[Your assignment] The answer must be every line below that contains the string "display".

(Stored data entries)

════════

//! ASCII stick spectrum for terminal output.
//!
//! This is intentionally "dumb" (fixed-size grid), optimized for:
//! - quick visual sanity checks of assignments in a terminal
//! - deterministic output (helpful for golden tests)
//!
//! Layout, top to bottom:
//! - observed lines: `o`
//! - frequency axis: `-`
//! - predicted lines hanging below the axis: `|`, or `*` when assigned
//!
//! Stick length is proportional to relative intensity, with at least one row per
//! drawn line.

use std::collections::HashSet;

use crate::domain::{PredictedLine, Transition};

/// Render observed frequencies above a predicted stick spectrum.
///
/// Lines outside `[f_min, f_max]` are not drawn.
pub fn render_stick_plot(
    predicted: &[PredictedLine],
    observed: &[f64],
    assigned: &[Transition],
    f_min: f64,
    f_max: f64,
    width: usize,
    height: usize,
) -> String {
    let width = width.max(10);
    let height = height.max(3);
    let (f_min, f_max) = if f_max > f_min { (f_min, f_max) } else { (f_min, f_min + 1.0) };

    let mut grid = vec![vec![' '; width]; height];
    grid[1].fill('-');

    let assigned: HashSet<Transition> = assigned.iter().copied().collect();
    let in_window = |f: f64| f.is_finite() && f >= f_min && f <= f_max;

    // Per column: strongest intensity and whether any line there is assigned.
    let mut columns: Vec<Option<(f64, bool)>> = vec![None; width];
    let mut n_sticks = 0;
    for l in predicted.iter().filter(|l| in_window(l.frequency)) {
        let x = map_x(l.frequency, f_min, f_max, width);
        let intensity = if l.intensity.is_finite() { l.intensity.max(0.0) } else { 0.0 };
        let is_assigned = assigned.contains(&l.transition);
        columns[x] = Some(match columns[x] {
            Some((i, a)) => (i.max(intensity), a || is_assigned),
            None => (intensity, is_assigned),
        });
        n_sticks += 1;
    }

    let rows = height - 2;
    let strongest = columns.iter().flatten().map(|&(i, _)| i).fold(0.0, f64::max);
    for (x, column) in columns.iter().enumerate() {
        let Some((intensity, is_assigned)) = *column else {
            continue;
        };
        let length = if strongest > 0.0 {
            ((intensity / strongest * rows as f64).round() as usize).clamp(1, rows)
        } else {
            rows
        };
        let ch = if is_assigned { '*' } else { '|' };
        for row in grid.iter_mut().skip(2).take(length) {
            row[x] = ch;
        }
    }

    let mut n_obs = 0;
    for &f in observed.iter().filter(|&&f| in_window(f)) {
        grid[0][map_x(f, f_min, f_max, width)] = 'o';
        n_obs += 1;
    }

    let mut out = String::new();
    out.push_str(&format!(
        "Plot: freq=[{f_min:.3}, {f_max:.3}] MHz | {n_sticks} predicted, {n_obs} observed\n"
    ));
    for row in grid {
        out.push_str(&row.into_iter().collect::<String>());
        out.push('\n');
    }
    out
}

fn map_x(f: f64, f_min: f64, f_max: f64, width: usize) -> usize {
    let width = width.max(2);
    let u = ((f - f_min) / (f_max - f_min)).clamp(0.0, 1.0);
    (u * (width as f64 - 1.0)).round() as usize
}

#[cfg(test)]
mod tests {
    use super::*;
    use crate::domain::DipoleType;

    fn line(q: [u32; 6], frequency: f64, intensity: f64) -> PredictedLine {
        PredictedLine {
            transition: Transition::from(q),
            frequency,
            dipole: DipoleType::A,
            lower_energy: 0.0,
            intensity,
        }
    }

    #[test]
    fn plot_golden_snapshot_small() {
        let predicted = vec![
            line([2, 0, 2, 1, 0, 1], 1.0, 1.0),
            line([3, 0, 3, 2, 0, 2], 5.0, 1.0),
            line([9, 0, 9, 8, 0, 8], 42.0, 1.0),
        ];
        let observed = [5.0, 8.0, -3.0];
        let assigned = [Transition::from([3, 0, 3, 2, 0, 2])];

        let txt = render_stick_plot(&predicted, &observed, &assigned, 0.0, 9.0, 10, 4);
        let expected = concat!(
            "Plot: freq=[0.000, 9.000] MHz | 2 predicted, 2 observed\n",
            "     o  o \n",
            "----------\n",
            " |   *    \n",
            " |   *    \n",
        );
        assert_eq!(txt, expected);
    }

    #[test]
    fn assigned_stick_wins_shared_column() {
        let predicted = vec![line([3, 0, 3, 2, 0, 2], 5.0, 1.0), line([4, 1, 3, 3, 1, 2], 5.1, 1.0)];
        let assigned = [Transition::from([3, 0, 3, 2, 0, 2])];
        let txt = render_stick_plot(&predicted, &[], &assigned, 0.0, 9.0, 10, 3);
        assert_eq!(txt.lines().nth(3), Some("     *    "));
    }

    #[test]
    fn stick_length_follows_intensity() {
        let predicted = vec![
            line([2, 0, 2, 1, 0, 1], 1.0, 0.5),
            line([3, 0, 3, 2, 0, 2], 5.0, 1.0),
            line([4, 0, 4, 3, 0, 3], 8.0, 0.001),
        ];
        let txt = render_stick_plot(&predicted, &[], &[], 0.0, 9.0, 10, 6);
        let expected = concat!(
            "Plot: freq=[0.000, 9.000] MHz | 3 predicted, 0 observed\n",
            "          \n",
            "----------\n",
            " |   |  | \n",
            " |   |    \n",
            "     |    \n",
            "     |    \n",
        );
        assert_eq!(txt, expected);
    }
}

════════

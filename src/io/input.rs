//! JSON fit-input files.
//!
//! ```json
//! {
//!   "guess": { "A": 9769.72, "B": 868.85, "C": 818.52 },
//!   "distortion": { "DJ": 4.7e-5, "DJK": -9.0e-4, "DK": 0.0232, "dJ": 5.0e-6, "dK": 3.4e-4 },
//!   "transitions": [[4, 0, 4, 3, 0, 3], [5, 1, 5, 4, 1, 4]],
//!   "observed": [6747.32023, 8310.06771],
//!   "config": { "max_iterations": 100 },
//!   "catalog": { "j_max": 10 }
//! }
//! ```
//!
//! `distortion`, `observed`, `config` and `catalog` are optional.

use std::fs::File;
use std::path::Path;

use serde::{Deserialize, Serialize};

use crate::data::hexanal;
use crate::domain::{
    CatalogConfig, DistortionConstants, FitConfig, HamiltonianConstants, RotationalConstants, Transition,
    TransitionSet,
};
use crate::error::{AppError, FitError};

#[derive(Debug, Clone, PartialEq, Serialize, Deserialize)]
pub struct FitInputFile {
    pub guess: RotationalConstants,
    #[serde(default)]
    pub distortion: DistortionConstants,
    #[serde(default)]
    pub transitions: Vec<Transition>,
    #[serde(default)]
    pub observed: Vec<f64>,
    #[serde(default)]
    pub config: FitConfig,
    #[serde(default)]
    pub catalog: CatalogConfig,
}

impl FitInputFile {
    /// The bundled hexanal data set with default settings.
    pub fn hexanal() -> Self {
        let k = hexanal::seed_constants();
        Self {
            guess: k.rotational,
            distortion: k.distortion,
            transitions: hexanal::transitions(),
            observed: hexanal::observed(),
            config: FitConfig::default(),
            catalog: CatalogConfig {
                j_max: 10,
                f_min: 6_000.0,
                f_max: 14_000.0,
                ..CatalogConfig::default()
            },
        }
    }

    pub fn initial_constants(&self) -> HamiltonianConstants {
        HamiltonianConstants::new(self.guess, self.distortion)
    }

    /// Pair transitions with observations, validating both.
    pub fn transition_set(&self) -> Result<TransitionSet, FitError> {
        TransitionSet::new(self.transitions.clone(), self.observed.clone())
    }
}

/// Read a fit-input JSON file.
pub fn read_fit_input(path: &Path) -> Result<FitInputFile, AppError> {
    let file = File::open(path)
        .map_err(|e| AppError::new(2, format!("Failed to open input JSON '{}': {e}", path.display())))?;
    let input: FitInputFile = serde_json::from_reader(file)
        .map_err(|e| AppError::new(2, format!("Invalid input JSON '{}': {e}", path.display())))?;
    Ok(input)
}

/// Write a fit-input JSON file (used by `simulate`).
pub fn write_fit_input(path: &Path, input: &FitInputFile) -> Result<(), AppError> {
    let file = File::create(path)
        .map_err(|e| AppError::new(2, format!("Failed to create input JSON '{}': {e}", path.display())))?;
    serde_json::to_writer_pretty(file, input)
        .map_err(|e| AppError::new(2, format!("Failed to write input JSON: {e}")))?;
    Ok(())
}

════════

[Output for this task]
        .map_err(|e| AppError::new(2, format!("Failed to open input JSON '{}': {e}", path.display())))?;
        .map_err(|e| AppError::new(2, format!("Invalid input JSON '{}': {e}", path.display())))?;
        .map_err(|e| AppError::new(2, format!("Failed to create input JSON '{}': {e}", path.display())))?;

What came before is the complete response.